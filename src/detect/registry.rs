use std::collections::HashMap;
use std::sync::Arc;

use anyhow::{anyhow, Result};

use super::adapter::SharedDetector;
use super::backend::DetectorBackend;

/// Named detector backends.
pub struct BackendRegistry {
    backends: HashMap<String, SharedDetector>,
    default_name: Option<String>,
}

impl BackendRegistry {
    pub fn new() -> Self {
        Self {
            backends: HashMap::new(),
            default_name: None,
        }
    }

    /// Register a backend. The first registered backend becomes the default.
    pub fn register<B: DetectorBackend + 'static>(&mut self, backend: B) {
        let name = backend.name().to_string();
        if self.default_name.is_none() {
            self.default_name = Some(name.clone());
        }
        self.backends.insert(name, Arc::new(backend));
    }

    /// Set default backend by name.
    pub fn set_default(&mut self, name: &str) -> Result<()> {
        if !self.backends.contains_key(name) {
            return Err(anyhow!(
                "detector backend '{}' not registered (available: {})",
                name,
                self.list().join(", ")
            ));
        }
        self.default_name = Some(name.to_string());
        Ok(())
    }

    /// Get backend by name.
    pub fn get(&self, name: &str) -> Option<SharedDetector> {
        self.backends.get(name).cloned()
    }

    /// Get default backend.
    pub fn default_backend(&self) -> Option<SharedDetector> {
        self.default_name.as_ref().and_then(|name| self.get(name))
    }

    /// Default backend, warmed up once before the first session uses it.
    pub fn warmed_default(&self) -> Result<SharedDetector> {
        let backend = self
            .default_backend()
            .ok_or_else(|| anyhow!("no detector backend registered"))?;
        backend.warm_up()?;
        log::info!("detector backend '{}' ready", backend.name());
        Ok(backend)
    }

    /// List registered backends, sorted.
    pub fn list(&self) -> Vec<String> {
        let mut names: Vec<String> = self.backends.keys().cloned().collect();
        names.sort();
        names
    }
}

impl Default for BackendRegistry {
    fn default() -> Self {
        Self::new()
    }
}

#[cfg(test)]
mod tests {
    use super::*;
    use crate::detect::NullBackend;

    #[test]
    fn first_registered_backend_is_default() -> Result<()> {
        let mut registry = BackendRegistry::new();
        registry.register(NullBackend::new());
        let backend = registry.warmed_default()?;
        assert_eq!(backend.name(), "null");
        Ok(())
    }

    #[test]
    fn set_default_rejects_unknown_backend() {
        let mut registry = BackendRegistry::new();
        registry.register(NullBackend::new());
        let err = registry.set_default("tract").unwrap_err();
        assert!(err.to_string().contains("available: null"));
    }
}
#![cfg(feature = "backend-tract")]

use std::path::{Path, PathBuf};

use anyhow::{anyhow, Context, Result};
use image::{imageops, imageops::FilterType, Rgb, RgbImage};
use tract_onnx::prelude::*;

use crate::detect::backend::DetectorBackend;
use crate::detect::result::{BoundingBox, RawDetection};
use crate::frame::RawFrame;
use crate::stats::CategoryFilter;

/// Padding colour used by the YOLO letterbox.
const LETTERBOX_FILL: u8 = 114;
const DEFAULT_IOU_THRESHOLD: f32 = 0.7;

#[derive(Clone, Debug)]
pub struct TractConfig {
    pub model_path: PathBuf,
    /// Square model input edge in pixels.
    pub input_size: u32,
    pub iou_threshold: f32,
}

impl TractConfig {
    pub fn new(model_path: impl Into<PathBuf>, input_size: u32) -> Self {
        Self {
            model_path: model_path.into(),
            input_size,
            iou_threshold: DEFAULT_IOU_THRESHOLD,
        }
    }
}

/// Tract-based backend for YOLOv8 ONNX exports.
///
/// Expects a single `[1, 3, S, S]` f32 input and a `[1, 4 + C, N]` output where
/// the first four rows are box centre/size in input pixels and the remaining
/// `C` rows are per-class scores.
pub struct TractBackend {
    model: TypedRunnableModel<TypedModel>,
    input_size: u32,
    iou_threshold: f32,
}

/// How a frame was mapped into the square model input.
#[derive(Clone, Copy, Debug, PartialEq)]
struct Letterbox {
    scale: f32,
    pad_x: f32,
    pad_y: f32,
}

impl TractBackend {
    /// Load an ONNX model from disk and prepare it for inference.
    pub fn new(config: &TractConfig) -> Result<Self> {
        let model_path: &Path = &config.model_path;
        let size = config.input_size as usize;
        let model = tract_onnx::onnx()
            .model_for_path(model_path)
            .with_context(|| format!("failed to load ONNX model from {}", model_path.display()))?
            .with_input_fact(
                0,
                InferenceFact::dt_shape(f32::datum_type(), tvec!(1, 3, size, size)),
            )
            .context("failed to set input fact")?
            .into_optimized()
            .context("failed to optimize ONNX model")?
            .into_runnable()
            .context("failed to build runnable ONNX model")?;

        Ok(Self {
            model,
            input_size: config.input_size,
            iou_threshold: config.iou_threshold,
        })
    }

    fn build_input(&self, frame: &RawFrame) -> Result<(Tensor, Letterbox)> {
        let source = RgbImage::from_raw(frame.width, frame.height, frame.pixels().to_vec())
            .ok_or_else(|| anyhow!("frame buffer does not match {}x{}", frame.width, frame.height))?;
        let (canvas, letterbox) = letterbox(&source, self.input_size)?;

        let size = self.input_size as usize;
        let input = tract_ndarray::Array4::from_shape_fn((1, 3, size, size), |(_, channel, y, x)| {
            canvas.get_pixel(x as u32, y as u32)[channel] as f32 / 255.0
        });
        Ok((input.into_tensor(), letterbox))
    }
}

impl DetectorBackend for TractBackend {
    fn name(&self) -> &'static str {
        "tract"
    }

    fn detect(&self, frame: &RawFrame, filter: &CategoryFilter) -> Result<Vec<RawDetection>> {
        let (input, letterbox) = self.build_input(frame)?;
        let outputs = self
            .model
            .run(tvec!(input.into()))
            .context("ONNX inference failed")?;
        let output = outputs
            .first()
            .ok_or_else(|| anyhow!("model produced no outputs"))?;
        let view = output
            .to_array_view::<f32>()
            .context("model output tensor was not f32")?
            .into_dimensionality::<tract_ndarray::Ix3>()
            .context("expected a [1, 4 + classes, anchors] output")?;

        let rows = view.shape()[1];
        let anchors = view.shape()[2];
        if rows <= 4 {
            return Err(anyhow!("model output has {} rows, expected > 4", rows));
        }

        let class_ids: Vec<u32> = filter
            .class_ids()
            .into_iter()
            .filter(|id| (*id as usize) < rows - 4)
            .collect();

        let mut candidates = Vec::new();
        for anchor in 0..anchors {
            let best = class_ids
                .iter()
                .map(|&id| (id, view[[0, 4 + id as usize, anchor]]))
                .fold(None, |best: Option<(u32, f32)>, (id, score)| match best {
                    Some((_, best_score)) if best_score >= score => best,
                    _ => Some((id, score)),
                });
            let Some((class_id, confidence)) = best else {
                continue;
            };
            if confidence < filter.threshold() {
                continue;
            }
            let bbox = unletterbox(
                view[[0, 0, anchor]],
                view[[0, 1, anchor]],
                view[[0, 2, anchor]],
                view[[0, 3, anchor]],
                letterbox,
                frame.width,
                frame.height,
            );
            candidates.push(RawDetection {
                class_id,
                confidence,
                bbox,
            });
        }

        Ok(non_max_suppression(candidates, self.iou_threshold))
    }
}

fn letterbox(source: &RgbImage, size: u32) -> Result<(RgbImage, Letterbox)> {
    if source.width() == 0 || source.height() == 0 {
        return Err(anyhow!("cannot letterbox an empty frame"));
    }
    let scale = (size as f32 / source.width() as f32).min(size as f32 / source.height() as f32);
    let scaled_w = ((source.width() as f32 * scale).round() as u32).clamp(1, size);
    let scaled_h = ((source.height() as f32 * scale).round() as u32).clamp(1, size);
    let resized = imageops::resize(source, scaled_w, scaled_h, FilterType::Triangle);

    let pad_x = (size - scaled_w) / 2;
    let pad_y = (size - scaled_h) / 2;
    let mut canvas = RgbImage::from_pixel(size, size, Rgb([LETTERBOX_FILL; 3]));
    imageops::replace(&mut canvas, &resized, pad_x as i64, pad_y as i64);

    Ok((
        canvas,
        Letterbox {
            scale,
            pad_x: pad_x as f32,
            pad_y: pad_y as f32,
        },
    ))
}

fn unletterbox(
    cx: f32,
    cy: f32,
    w: f32,
    h: f32,
    letterbox: Letterbox,
    frame_width: u32,
    frame_height: u32,
) -> BoundingBox {
    let left = ((cx - w / 2.0 - letterbox.pad_x) / letterbox.scale).clamp(0.0, frame_width as f32);
    let top = ((cy - h / 2.0 - letterbox.pad_y) / letterbox.scale).clamp(0.0, frame_height as f32);
    let right = ((cx + w / 2.0 - letterbox.pad_x) / letterbox.scale).clamp(0.0, frame_width as f32);
    let bottom =
        ((cy + h / 2.0 - letterbox.pad_y) / letterbox.scale).clamp(0.0, frame_height as f32);
    BoundingBox::new(left, top, right - left, bottom - top)
}

/// Greedy per-class NMS, highest confidence first.
fn non_max_suppression(mut candidates: Vec<RawDetection>, iou_threshold: f32) -> Vec<RawDetection> {
    candidates.sort_by(|a, b| b.confidence.total_cmp(&a.confidence));
    let mut kept: Vec<RawDetection> = Vec::new();
    for candidate in candidates {
        let suppressed = kept.iter().any(|k| {
            k.class_id == candidate.class_id && k.bbox.iou(&candidate.bbox) > iou_threshold
        });
        if !suppressed {
            kept.push(candidate);
        }
    }
    kept
}
//! HTTP streaming server.
//!
//! One accept thread with a shutdown flag, one thread per connection. Video
//! routes run a session pipeline on the connection thread and stream its
//! chunks as `multipart/x-mixed-replace`; the stats routes only read the
//! snapshot registry.

mod http;
pub mod multipart;
pub mod upload;

use anyhow::{anyhow, Result};
use serde_json::json;
use std::net::{Shutdown, SocketAddr, TcpListener, TcpStream};
use std::path::PathBuf;
use std::sync::atomic::{AtomicBool, Ordering};
use std::sync::Arc;
use std::thread::JoinHandle;
use std::time::Duration;

use crate::ingest::VideoSource;
use crate::pipeline::{PipelineContext, SessionPipeline, Termination};
use crate::stats::SessionId;

use self::http::{discard_body, read_body, read_request, write_json_response, HttpRequest};
pub use self::multipart::{MultipartWriter, BOUNDARY};
pub use self::upload::UploadStore;

pub const DEFAULT_MAX_UPLOAD_BYTES: usize = 512 * 1024 * 1024;
pub const DEFAULT_CLIENT_WRITE_TIMEOUT: Duration = Duration::from_secs(30);

const FILE_FEED_PREFIX: &str = "/video_feed_file/";
/// Body bytes read and dropped after rejecting an upload.
const MAX_DISCARDED_BODY: usize = 16 * 1024 * 1024;
const DISCARD_TIMEOUT: Duration = Duration::from_secs(2);

#[derive(Clone, Debug)]
pub struct ApiConfig {
    pub addr: String,
    pub upload_dir: PathBuf,
    pub max_upload_bytes: usize,
    /// A client that cannot take a chunk within this time is disconnected.
    pub client_write_timeout: Duration,
    pub live_device: u32,
}

impl Default for ApiConfig {
    fn default() -> Self {
        Self {
            addr: "127.0.0.1:5000".to_string(),
            upload_dir: PathBuf::from("static/uploads"),
            max_upload_bytes: DEFAULT_MAX_UPLOAD_BYTES,
            client_write_timeout: DEFAULT_CLIENT_WRITE_TIMEOUT,
            live_device: 0,
        }
    }
}

#[derive(Debug)]
pub struct ApiHandle {
    pub addr: SocketAddr,
    shutdown: Arc<AtomicBool>,
    join: Option<JoinHandle<()>>,
}

impl ApiHandle {
    /// Cancel every session, stop accepting, and wait for all connection
    /// threads to finish.
    pub fn stop(mut self) -> Result<()> {
        self.shutdown.store(true, Ordering::SeqCst);
        if let Some(join) = self.join.take() {
            join.join()
                .map_err(|_| anyhow!("stream server thread panicked"))?;
        }
        Ok(())
    }
}

pub struct StreamServer {
    cfg: ApiConfig,
    context: PipelineContext,
}

struct ServerState {
    cfg: ApiConfig,
    context: PipelineContext,
    uploads: UploadStore,
    /// Doubles as the cancel flag of every session.
    shutdown: Arc<AtomicBool>,
}

impl StreamServer {
    pub fn new(cfg: ApiConfig, context: PipelineContext) -> Self {
        Self { cfg, context }
    }

    pub fn spawn(self) -> Result<ApiHandle> {
        let configured_addr: SocketAddr = self.cfg.addr.parse()?;
        let listener = TcpListener::bind(configured_addr)?;
        let addr = listener.local_addr()?;
        listener.set_nonblocking(true)?;

        let shutdown = Arc::new(AtomicBool::new(false));
        let state = Arc::new(ServerState {
            uploads: UploadStore::new(&self.cfg.upload_dir)?,
            cfg: self.cfg,
            context: self.context,
            shutdown: shutdown.clone(),
        });
        log::info!("stream server listening on {}", addr);

        let join = std::thread::spawn(move || {
            if let Err(err) = run_server(listener, state) {
                log::error!("stream server stopped: {}", err);
            }
        });

        Ok(ApiHandle {
            addr,
            shutdown,
            join: Some(join),
        })
    }
}

fn run_server(listener: TcpListener, state: Arc<ServerState>) -> Result<()> {
    let mut workers: Vec<JoinHandle<()>> = Vec::new();
    let result = loop {
        if state.shutdown.load(Ordering::SeqCst) {
            break Ok(());
        }
        match listener.accept() {
            Ok((stream, peer)) => {
                let state = state.clone();
                workers.push(std::thread::spawn(move || {
                    if let Err(err) = handle_connection(stream, &state) {
                        log::warn!("request from {} rejected: {}", peer, err);
                    }
                }));
                workers.retain(|worker| !worker.is_finished());
            }
            Err(err) if err.kind() == std::io::ErrorKind::WouldBlock => {
                std::thread::sleep(Duration::from_millis(50));
                continue;
            }
            Err(err) => break Err(err.into()),
        }
    };

    for worker in workers {
        if worker.join().is_err() {
            log::error!("connection thread panicked");
        }
    }
    result
}

fn handle_connection(mut stream: TcpStream, state: &ServerState) -> Result<()> {
    stream.set_nonblocking(false)?;
    stream.set_read_timeout(http::head_read_timeout())?;
    stream.set_write_timeout(Some(state.cfg.client_write_timeout))?;

    let request = read_request(&mut stream)?;
    match (request.method.as_str(), request.path.as_str()) {
        ("GET", "/health") => write_json_response(&mut stream, 200, r#"{"status":"ok"}"#),
        ("GET", "/api/stats") => stats(&mut stream, &request, state),
        ("GET", "/api/sessions") => sessions(&mut stream, state),
        ("GET", "/video_feed_webcam") => stream_session(
            &mut stream,
            state,
            SessionId::live(),
            VideoSource::Device(state.cfg.live_device),
        ),
        ("GET", path) if path.starts_with(FILE_FEED_PREFIX) => file_feed(&mut stream, &request, state),
        ("POST", "/upload") => upload(&mut stream, &request, state),
        (_, "/health" | "/api/stats" | "/api/sessions" | "/video_feed_webcam" | "/upload") => {
            write_json_response(&mut stream, 405, r#"{"error":"method_not_allowed"}"#)
        }
        (_, path) if path.starts_with(FILE_FEED_PREFIX) => {
            write_json_response(&mut stream, 405, r#"{"error":"method_not_allowed"}"#)
        }
        _ => write_json_response(&mut stream, 404, r#"{"error":"not_found"}"#),
    }
}

fn stats(stream: &mut TcpStream, request: &HttpRequest, state: &ServerState) -> Result<()> {
    let session = match request.query_param("session") {
        Some(raw) => match SessionId::parse(raw) {
            Ok(id) => id,
            Err(_) => {
                return write_json_response(stream, 400, r#"{"error":"invalid_session"}"#);
            }
        },
        None => SessionId::live(),
    };
    let snapshot = state.context.snapshots.latest(&session);
    write_json_response(stream, 200, &serde_json::to_string(&snapshot)?)
}

fn sessions(stream: &mut TcpStream, state: &ServerState) -> Result<()> {
    let active: Vec<_> = state
        .context
        .snapshots
        .active()
        .into_iter()
        .map(|(id, snapshot)| {
            json!({
                "id": id,
                "personas": snapshot.person_count,
                "vehiculos": snapshot.vehicle_count,
            })
        })
        .collect();
    write_json_response(stream, 200, &json!({ "sessions": active }).to_string())
}

/// `/video_feed_file/<id>[?session=<16 hex digits>]`. Without `session` the
/// stream gets a fresh id; either way it is echoed in `X-Session-Id`.
fn file_feed(stream: &mut TcpStream, request: &HttpRequest, state: &ServerState) -> Result<()> {
    let name = &request.path[FILE_FEED_PREFIX.len()..];
    let Ok(file) = state.uploads.resolve(name) else {
        return write_json_response(stream, 400, r#"{"error":"invalid_identifier"}"#);
    };
    let id = match request.query_param("session").map(SessionId::parse) {
        None => SessionId::generate(),
        Some(Ok(id)) if !id.is_live() => id,
        Some(_) => return write_json_response(stream, 400, r#"{"error":"invalid_session"}"#),
    };
    if state.context.snapshots.contains(&id) {
        return write_json_response(stream, 409, r#"{"error":"session_in_use"}"#);
    }
    stream_session(stream, state, id, VideoSource::File(file))
}

fn stream_session(
    stream: &mut TcpStream,
    state: &ServerState,
    id: SessionId,
    source: VideoSource,
) -> Result<()> {
    let pipeline = SessionPipeline::new(id, source, state.context.clone(), state.shutdown.clone());
    let session = match pipeline.open() {
        Ok(session) => session,
        Err(_) => {
            return write_json_response(stream, 503, r#"{"error":"source_unavailable"}"#);
        }
    };

    let mut writer = MultipartWriter::new(stream);
    if let Err(err) = writer.begin(session.session_id()) {
        log::debug!("session {}: client gone before first chunk: {}", session.session_id(), err);
        return Ok(());
    }
    let report = session.run(&mut writer);
    if matches!(
        report.termination,
        Termination::EndOfStream | Termination::Cancelled
    ) {
        // Best effort; the client may already be gone.
        let _ = writer.finish();
    }
    Ok(())
}

fn upload(stream: &mut TcpStream, request: &HttpRequest, state: &ServerState) -> Result<()> {
    let name = match request.query_param("filename") {
        Some(name) if state.uploads.is_valid_identifier(name) => name.to_string(),
        Some(_) => return reject_upload(stream, request, 400, r#"{"error":"invalid_filename"}"#),
        None => return reject_upload(stream, request, 400, r#"{"error":"missing_filename"}"#),
    };
    let Some(length) = request.content_length() else {
        return write_json_response(stream, 411, r#"{"error":"length_required"}"#);
    };
    if length > state.cfg.max_upload_bytes {
        return reject_upload(stream, request, 413, r#"{"error":"payload_too_large"}"#);
    }

    let body = read_body(stream, request, state.cfg.max_upload_bytes)?;
    let path = match state.uploads.store(&name, &body) {
        Ok(path) => path,
        Err(err) => {
            log::error!("upload {} failed: {:#}", name, err);
            return write_json_response(stream, 500, r#"{"error":"upload_failed"}"#);
        }
    };
    log::info!("stored upload {} ({} bytes)", path.display(), body.len());
    let session = SessionId::generate();
    let response = json!({
        "id": name,
        "session": session,
        "stream": format!("{}{}?session={}", FILE_FEED_PREFIX, name, session),
    });
    write_json_response(stream, 201, &response.to_string())
}

/// Answer an upload without storing it. The unread body is drained after the
/// response so closing the socket does not reset the connection under it.
fn reject_upload(stream: &mut TcpStream, request: &HttpRequest, status: u16, body: &str) -> Result<()> {
    write_json_response(stream, status, body)?;
    stream.shutdown(Shutdown::Write)?;
    stream.set_read_timeout(Some(DISCARD_TIMEOUT))?;
    let discarded = discard_body(stream, request, MAX_DISCARDED_BODY);
    log::debug!("rejected upload ({}), discarded {} body bytes", status, discarded);
    Ok(())
}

------------------------------------------------------------------------

Would you print exactly the lines from the first line of the entries above through the line that has "pub fn register<B: DetectorBackend", both included, and stop there?

ANSWER =>
filename src/detect/registry.rs
use std::collections::HashMap;
use std::sync::Arc;

use anyhow::{anyhow, Result};

use super::adapter::SharedDetector;
use super::backend::DetectorBackend;

/// Named detector backends.
pub struct BackendRegistry {
    backends: HashMap<String, SharedDetector>,
    default_name: Option<String>,
}

impl BackendRegistry {
    pub fn new() -> Self {
        Self {
            backends: HashMap::new(),
            default_name: None,
        }
    }

    /// Register a backend. The first registered backend becomes the default.
    pub fn register<B: DetectorBackend + 'static>(&mut self, backend: B) {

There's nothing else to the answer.